Note that we called x.grad.zero() to print the gradients for illustration purpose only, and it is usually not necessary.

Usecase

Double backwards features are normally used when one wants to constrain an optimization problem with first-order gradients. Typical example is Gradient penalty for stabilizing a training of GANs (Generative Adversarial Networks). Common examples of gradient penalty are

  1. One-centered gradient penalty with randomly linear-interpolated samples used in WGAN-GP
  2. Zero-centered gradient penalties like R1 and R2

One-centered gradient penalty can be found here in NNabla example, and we show the second one for R1 zero-centered gradient penalty in this article.
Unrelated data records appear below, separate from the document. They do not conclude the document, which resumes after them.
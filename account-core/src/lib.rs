//! account-core: Shared infrastructure for the final-account services.
pub mod config;
pub mod error;
pub mod middleware;
pub mod observability;

pub use axum;
pub use serde;
pub use serde_json;
pub use tokio;
pub use tower;
pub use tower_http;
pub use tracing;
pub use validator;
The following is the snippet of R1 zero-centered gradient penalty.

4. R1 Zero-centered Gradient Penalty
import nnabla as nn
import nnabla.functions as F
import nnabla.parametric_functions as PF

import numpy as np

# Generator
x_fake = <generator(...)>
p_fake = <discriminator(x_fake)>

# Discriminator Loss
x_real = <nn.Variable(...)>.apply(need_grad=True)
p_real = <discriminator(x_real)>
loss_dis = <gan_loss>(p_real, p_fake)

# R1 Zero-centerd Gradient Penalty
grads = nn.grad([p_real], [x_real])
norms = [F.sum(g ** 2.0, [1, 2, 3]) ** 0.5 for g in grads]
r1_zc_gp = sum([F.mean(norm ** 2.0) for norm in norms])

# Total loss for the discriminator
loss_dis += 0.5 * <gamma> * r1_zc_gp

As in the code snippet, R1 zero-centered gradient penalty uses the discriminator output and real input only to compute the gradient penalty, and L2-norm of the gradients are not optimized with one-value as a target, both of which are different from WGAN-GP.